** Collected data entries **
--- START ---
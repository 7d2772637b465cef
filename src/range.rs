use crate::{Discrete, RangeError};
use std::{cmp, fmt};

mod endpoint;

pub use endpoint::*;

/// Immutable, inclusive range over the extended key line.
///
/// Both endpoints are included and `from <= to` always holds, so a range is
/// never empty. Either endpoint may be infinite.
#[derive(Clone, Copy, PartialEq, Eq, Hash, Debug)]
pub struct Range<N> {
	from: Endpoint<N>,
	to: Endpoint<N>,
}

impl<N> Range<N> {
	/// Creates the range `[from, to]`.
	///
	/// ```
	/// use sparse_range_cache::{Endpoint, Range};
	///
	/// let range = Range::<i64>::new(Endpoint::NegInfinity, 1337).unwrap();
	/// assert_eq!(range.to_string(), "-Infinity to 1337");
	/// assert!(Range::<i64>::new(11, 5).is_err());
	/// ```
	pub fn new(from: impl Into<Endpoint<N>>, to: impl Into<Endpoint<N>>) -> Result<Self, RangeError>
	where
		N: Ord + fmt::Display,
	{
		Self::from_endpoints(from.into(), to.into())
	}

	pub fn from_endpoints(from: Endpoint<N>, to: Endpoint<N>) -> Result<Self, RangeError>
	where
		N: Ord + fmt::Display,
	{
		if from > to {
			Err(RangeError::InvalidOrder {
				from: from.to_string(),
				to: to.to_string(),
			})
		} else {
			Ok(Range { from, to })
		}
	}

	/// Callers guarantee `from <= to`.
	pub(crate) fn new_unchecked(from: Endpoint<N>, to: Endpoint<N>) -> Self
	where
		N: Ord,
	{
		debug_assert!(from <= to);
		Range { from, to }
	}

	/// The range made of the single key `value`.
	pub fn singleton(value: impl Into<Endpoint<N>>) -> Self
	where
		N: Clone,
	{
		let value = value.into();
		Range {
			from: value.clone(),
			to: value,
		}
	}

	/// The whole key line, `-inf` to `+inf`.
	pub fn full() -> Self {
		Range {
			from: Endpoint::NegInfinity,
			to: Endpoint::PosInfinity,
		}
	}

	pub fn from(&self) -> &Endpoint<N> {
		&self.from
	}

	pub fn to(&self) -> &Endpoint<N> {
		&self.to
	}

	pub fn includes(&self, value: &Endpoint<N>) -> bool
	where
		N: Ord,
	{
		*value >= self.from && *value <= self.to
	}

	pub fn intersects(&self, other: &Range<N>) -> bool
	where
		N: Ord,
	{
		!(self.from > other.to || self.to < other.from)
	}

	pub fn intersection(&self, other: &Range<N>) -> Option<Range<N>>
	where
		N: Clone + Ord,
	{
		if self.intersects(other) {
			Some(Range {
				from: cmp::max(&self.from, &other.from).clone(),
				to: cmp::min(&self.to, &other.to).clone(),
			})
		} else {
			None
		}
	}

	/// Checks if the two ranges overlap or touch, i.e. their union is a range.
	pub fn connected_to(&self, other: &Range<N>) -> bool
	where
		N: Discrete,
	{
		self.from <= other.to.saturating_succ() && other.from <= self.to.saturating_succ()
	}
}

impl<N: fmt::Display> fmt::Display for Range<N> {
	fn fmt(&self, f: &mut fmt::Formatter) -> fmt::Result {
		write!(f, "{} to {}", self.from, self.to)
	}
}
--- END ---
--- START ---
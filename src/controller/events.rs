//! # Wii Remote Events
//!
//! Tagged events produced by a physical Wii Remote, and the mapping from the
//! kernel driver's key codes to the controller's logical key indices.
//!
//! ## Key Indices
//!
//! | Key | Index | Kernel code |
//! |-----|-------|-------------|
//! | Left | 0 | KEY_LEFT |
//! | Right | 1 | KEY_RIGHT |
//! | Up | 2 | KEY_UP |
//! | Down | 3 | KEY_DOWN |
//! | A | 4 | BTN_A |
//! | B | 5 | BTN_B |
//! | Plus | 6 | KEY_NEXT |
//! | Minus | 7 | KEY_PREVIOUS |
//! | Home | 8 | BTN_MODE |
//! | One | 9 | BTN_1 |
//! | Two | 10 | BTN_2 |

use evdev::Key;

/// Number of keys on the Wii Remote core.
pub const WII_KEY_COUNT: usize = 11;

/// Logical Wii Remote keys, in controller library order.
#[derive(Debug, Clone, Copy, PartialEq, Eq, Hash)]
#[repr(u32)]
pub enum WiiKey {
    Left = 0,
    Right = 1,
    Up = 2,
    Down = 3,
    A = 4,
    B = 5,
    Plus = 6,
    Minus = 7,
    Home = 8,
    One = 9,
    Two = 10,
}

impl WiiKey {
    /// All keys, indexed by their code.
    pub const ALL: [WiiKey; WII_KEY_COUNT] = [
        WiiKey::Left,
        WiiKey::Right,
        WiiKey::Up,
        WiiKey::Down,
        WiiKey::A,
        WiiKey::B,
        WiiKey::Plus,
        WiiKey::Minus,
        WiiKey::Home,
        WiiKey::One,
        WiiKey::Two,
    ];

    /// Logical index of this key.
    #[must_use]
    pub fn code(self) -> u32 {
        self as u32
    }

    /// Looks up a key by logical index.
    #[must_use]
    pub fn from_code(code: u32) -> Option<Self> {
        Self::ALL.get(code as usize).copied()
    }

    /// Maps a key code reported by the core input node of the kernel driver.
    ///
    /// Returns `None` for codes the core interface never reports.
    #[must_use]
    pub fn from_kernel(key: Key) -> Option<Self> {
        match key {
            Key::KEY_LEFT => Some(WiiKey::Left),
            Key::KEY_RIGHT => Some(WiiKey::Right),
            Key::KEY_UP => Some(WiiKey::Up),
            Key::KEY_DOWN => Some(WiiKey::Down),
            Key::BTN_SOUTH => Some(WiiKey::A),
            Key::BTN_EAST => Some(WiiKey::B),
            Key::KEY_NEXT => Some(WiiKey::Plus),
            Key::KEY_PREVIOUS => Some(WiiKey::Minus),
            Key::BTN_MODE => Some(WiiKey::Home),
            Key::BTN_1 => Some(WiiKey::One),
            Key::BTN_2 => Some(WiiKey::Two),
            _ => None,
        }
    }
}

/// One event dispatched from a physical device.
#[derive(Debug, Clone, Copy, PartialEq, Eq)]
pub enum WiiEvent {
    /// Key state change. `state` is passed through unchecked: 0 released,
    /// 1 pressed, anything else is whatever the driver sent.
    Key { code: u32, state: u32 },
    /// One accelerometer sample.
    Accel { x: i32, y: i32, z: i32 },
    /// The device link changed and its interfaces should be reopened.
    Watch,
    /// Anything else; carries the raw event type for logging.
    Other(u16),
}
--- END ---
--- START ---
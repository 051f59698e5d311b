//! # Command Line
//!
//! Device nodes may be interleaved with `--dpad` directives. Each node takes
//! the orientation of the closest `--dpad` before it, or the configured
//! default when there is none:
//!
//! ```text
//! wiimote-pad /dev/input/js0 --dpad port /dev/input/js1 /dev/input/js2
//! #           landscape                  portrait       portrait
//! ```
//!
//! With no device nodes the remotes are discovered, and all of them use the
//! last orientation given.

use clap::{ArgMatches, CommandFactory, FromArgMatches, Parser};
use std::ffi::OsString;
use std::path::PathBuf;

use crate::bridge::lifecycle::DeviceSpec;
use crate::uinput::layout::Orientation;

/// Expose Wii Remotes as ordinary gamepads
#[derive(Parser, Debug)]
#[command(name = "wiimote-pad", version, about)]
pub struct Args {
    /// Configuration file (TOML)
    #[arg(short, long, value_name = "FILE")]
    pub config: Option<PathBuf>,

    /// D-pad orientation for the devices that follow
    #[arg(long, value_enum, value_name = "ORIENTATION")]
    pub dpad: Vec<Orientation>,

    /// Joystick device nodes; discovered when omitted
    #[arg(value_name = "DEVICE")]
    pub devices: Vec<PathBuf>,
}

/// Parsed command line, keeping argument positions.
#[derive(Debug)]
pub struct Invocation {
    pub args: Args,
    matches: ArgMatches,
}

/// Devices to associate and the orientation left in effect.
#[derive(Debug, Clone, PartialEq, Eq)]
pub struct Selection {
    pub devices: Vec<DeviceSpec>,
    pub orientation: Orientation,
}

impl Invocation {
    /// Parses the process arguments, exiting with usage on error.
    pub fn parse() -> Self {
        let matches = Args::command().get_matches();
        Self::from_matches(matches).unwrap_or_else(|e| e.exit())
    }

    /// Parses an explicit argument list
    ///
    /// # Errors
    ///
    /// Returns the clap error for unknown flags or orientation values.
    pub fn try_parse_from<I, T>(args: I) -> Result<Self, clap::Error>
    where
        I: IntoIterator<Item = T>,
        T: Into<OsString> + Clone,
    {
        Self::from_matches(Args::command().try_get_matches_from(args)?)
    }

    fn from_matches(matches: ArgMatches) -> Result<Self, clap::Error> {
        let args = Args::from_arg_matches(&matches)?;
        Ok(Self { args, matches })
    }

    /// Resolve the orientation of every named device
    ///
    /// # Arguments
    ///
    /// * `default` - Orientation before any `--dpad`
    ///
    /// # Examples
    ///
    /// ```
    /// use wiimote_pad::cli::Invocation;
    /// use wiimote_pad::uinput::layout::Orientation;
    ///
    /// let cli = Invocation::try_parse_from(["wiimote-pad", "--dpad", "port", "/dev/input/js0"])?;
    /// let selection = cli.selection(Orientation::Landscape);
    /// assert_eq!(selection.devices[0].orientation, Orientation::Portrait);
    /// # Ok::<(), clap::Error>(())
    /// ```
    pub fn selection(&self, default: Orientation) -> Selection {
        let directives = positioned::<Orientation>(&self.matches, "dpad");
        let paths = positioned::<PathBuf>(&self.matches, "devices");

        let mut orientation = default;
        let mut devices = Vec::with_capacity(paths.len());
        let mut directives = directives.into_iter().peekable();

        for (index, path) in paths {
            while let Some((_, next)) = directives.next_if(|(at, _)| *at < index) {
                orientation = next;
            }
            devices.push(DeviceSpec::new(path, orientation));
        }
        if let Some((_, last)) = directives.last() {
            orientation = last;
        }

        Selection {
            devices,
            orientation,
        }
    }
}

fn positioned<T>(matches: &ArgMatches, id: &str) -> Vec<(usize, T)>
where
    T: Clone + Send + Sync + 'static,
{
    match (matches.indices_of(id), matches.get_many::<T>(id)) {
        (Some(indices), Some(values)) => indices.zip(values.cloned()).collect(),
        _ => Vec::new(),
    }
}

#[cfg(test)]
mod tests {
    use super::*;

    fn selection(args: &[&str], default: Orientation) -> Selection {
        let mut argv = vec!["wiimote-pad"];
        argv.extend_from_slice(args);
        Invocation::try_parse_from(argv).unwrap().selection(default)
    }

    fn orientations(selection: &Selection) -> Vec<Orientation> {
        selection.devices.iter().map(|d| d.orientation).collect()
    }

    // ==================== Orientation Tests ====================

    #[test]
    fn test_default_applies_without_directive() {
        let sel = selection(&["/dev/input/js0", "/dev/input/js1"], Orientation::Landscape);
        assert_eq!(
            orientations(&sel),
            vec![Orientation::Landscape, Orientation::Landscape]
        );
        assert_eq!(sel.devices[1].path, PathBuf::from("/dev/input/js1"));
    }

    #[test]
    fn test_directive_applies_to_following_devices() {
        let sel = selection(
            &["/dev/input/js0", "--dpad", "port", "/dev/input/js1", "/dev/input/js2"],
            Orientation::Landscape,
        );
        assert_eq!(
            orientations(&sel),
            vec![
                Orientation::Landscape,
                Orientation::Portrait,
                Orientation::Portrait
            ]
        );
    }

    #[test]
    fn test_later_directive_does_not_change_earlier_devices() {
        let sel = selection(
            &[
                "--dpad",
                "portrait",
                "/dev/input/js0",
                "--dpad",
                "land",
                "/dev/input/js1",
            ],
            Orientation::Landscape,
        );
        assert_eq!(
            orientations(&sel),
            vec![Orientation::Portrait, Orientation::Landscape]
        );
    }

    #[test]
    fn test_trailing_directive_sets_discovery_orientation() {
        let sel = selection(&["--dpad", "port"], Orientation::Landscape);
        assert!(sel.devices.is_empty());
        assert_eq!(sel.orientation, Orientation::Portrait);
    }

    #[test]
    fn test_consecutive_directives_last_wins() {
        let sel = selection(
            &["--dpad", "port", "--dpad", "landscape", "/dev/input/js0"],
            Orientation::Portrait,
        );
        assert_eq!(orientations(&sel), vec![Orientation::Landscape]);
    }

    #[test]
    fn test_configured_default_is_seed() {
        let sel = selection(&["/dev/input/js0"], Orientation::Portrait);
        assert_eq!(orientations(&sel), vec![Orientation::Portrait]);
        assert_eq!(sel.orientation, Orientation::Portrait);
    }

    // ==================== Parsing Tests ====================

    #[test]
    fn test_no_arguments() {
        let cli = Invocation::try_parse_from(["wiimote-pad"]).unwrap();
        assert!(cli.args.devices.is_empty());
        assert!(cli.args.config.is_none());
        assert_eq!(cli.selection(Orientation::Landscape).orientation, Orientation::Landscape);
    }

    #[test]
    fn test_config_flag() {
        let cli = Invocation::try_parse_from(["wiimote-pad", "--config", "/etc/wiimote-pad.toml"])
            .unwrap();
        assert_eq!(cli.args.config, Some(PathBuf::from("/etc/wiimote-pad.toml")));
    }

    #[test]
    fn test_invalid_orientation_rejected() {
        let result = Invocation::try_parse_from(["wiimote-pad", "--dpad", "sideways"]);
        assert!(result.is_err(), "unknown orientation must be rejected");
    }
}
--- END ---
** TASK DIRECTIONS **
From the records above, copy each line that contains the word "discovered".

** RESULT OF THE TASK **
//! With no device nodes the remotes are discovered, and all of them use the
    /// Joystick device nodes; discovered when omitted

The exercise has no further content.